HOMECOMING: Author Irene Zabytko lectures in Chicago


by Irene Antonovych

CHICAGO - A bouquet of velvety bluish-green wormwood rested in a large ceramic vase on the floor by a small table with books ready for signing. The author arrived with a cheerful smile, just like the one in her photo on the jacket of her new novel "The Sky Unwashed."

Irene Zabytko had returned to Chicago, her birthplace.

She had left the city in the 1970s as a young student in search of her future; on July 9 she came back to the Ukrainian Village neighborhood a celebrity.

Every seat in the Ukrainian Institute of Modern Art was filled as Ms. Zabytko came to the lecture and began with a reading of Taras Shevchenko's poem.

* * *

The sky is unwashed, and the waves are sleepy,
And beyond the shore, far, far away,
The reeds as though drunk,
Sway without wind. Merciful Lord!
How much longer do I have
In this open prison,
This useless sea,
This tedious world...

* * *

This poem, with which the book opens, sets the pace and the mood of Ms. Zabytko's novel. It is immediately followed by a quote from Revelations 8:10-11 referring to "Chornobyl," or wormwood (artemisia vulgaris): "... and there fell a great star from heaven, and the name of the star is called Wormwood; and the third part of the waters became wormwood; and many men died of the waters, because they were made bitter."

From the start, one can feel the uneasy calm before the storm. It is a counterpoint to the explosion that is to reverberate throughout the planet from the Chornobyl nuclear power plant on April 26, 1986.

However, before the explosion, there is a prologue - a pastoral scene of citizens working on the hilltop and cows grazing in the fertile grasslands. In a few words Ms. Zabytko describes the Communist promise and then the apathy and disillusionment of the promises unkept. "Near the fields, wild red-orange poppies" prepare us for the color of the explosion soon to come.
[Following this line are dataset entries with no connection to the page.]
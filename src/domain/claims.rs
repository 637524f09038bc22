//! Access-token claims parser.
//!
//! Decodes the payload segment of a JWT without verifying its signature:
//! the client only needs the expiry and identity claims to schedule
//! refreshes and derive session flags. Verification is the server's job.

use base64::Engine;
use base64::engine::general_purpose::URL_SAFE_NO_PAD;
use chrono::{DateTime, Duration, Utc};
use serde::Deserialize;

/// Why a token could not be decoded.
#[derive(Debug, Clone, PartialEq, Eq, thiserror::Error)]
pub enum ClaimsError {
    /// The token does not have the `header.payload.signature` shape.
    #[error("token is not a three-part JWT")]
    Malformed,

    /// The payload segment is not valid base64url.
    #[error("payload is not base64url: {0}")]
    Encoding(String),

    /// The payload is not a JSON claims object.
    #[error("payload is not valid claims JSON: {0}")]
    Json(String),

    /// The `exp` claim is out of the representable range.
    #[error("expiry claim out of range: {0}")]
    ExpiryOutOfRange(i64),
}

#[derive(Debug, Deserialize)]
struct RawClaims {
    exp: i64,
    #[serde(default)]
    sub: Option<String>,
    #[serde(default)]
    nameid: Option<String>,
    #[serde(default)]
    email: Option<String>,
    #[serde(default, alias = "http://schemas.microsoft.com/ws/2008/06/identity/claims/role")]
    role: Option<serde_json::Value>,
}

/// Claims extracted from an access token.
#[derive(Debug, Clone, PartialEq, Eq)]
pub struct TokenClaims {
    /// Expiry instant (`exp`).
    pub expires_at: DateTime<Utc>,
    /// User identifier (`sub`, falling back to `nameid`).
    pub subject: Option<String>,
    /// E-mail claim, when present.
    pub email: Option<String>,
    /// First role claim, when present.
    pub role: Option<String>,
}

impl TokenClaims {
    /// Decodes the claims of `token`.
    ///
    /// # Errors
    ///
    /// Returns a [`ClaimsError`] describing the first decoding step that
    /// failed. Never panics on arbitrary input.
    pub fn parse(token: &str) -> Result<Self, ClaimsError> {
        let mut parts = token.split('.');
        let (Some(_header), Some(payload), Some(_signature), None) =
            (parts.next(), parts.next(), parts.next(), parts.next())
        else {
            return Err(ClaimsError::Malformed);
        };

        let bytes = URL_SAFE_NO_PAD
            .decode(payload.trim_end_matches('='))
            .map_err(|e| ClaimsError::Encoding(e.to_string()))?;
        let raw: RawClaims =
            serde_json::from_slice(&bytes).map_err(|e| ClaimsError::Json(e.to_string()))?;

        let expires_at =
            DateTime::from_timestamp(raw.exp, 0).ok_or(ClaimsError::ExpiryOutOfRange(raw.exp))?;

        Ok(Self {
            expires_at,
            subject: raw.sub.or(raw.nameid),
            email: raw.email,
            role: raw.role.as_ref().and_then(first_role),
        })
    }

    /// Returns `true` when less than `margin` of lifetime remains at `now`.
    #[must_use]
    pub fn is_stale_at(&self, now: DateTime<Utc>, margin: Duration) -> bool {
        self.expires_at - now < margin
    }
}

/// Returns `true` if `token` should be refreshed before use: it is inside
/// the safety margin, already expired, or cannot be decoded at all.
#[must_use]
pub fn token_is_stale(token: &str, now: DateTime<Utc>, margin: Duration) -> bool {
    TokenClaims::parse(token).map_or(true, |claims| claims.is_stale_at(now, margin))
}

/// Role claims may be a single string or an array of strings.
fn first_role(value: &serde_json::Value) -> Option<String> {
    match value {
        serde_json::Value::String(s) => Some(s.clone()),
        serde_json::Value::Array(items) => items.iter().find_map(|v| v.as_str().map(String::from)),
        _ => None,
    }
}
There is a premonition of disaster when Paraskevia notes that "The storks had not returned to nest on her thatched roof ... [they] had always returned just when the thick long icicles under the eves melted and dripped like a death knell." The introduction creates an underlying dramatic tension throughout the story as Ms. Zabytko describes events in the everyday life of the villagers.

The novel is written simply - in the manner of a folk tale. As are many children's stories, it is set in a village called Starylis (meaning old forest). There is a "baba yaha" character ("When Marusia first saw her [Lazorska] she felt sure she was a witch or a gypsy ..."), and there is a terrible evil that lurks nearby (Chornobyl's nuclear power plant). The role of the redeemer comes not in the figure of a prince, but in the person of Marusia, the grandmother - the "berehynia," or protectress. It is she who at the end of the story offers to take upon herself the sins of another. Marusia says to the dying Lazorska, "Listen to me - I will take it on my soul. Let me end your suffering like I promised. Let me help you face God."

As the effects of the fallout take their toll, Marusia continues to ring the church bells every day so that someone will know she still exists. The Christmas and Easter traditions link the group of women to their past and unite the survivors to each other in the celebration of life amidst death.

"The Sky Unwashed" was inspired by a true life account of the return of elderly people to the village of Opachychi, written by Marta Kolomayets for The Ukrainian Weekly (April 21, 1996).

After many rejections from both publishers and agents, Ms. Zabytko found an editor at Algonquin Books of Chapel Hill, N.C., a division of Workman Publishing in New York, who became interested in the story. A year later, Ms. Zabytko found herself on a book-signing tour that brought her back to her hometown.

At the book-singing and reading none of Ms. Zabytko's classmates from grade school were present. Ms. Zabytko recalled her days at St. Nicholas Catholic School, where she felt different, not because she didn't know how to speak English, but because her Ukrainian was not perfect.

Nonetheless, the author has used her Ukrainian heritage as an inspiration for her writing. Among her favorite writers are Taras Shevchenko and Ivan Franko. After she completed her book-signing tour toward the end of July at Harvard, Ms. Zabytko planned to return to her home in Florida to complete her next novel, a Ukrainian version of Chaucer's "Canterbury Tales."

Recently, at a library where Ms. Zabytko was a guest, the librarian suggested that she change her name. Her response: "Would you ask Solzhenitsyn to change his?" Ms. Zabytko cannot change her name, for it is a name to be remembered.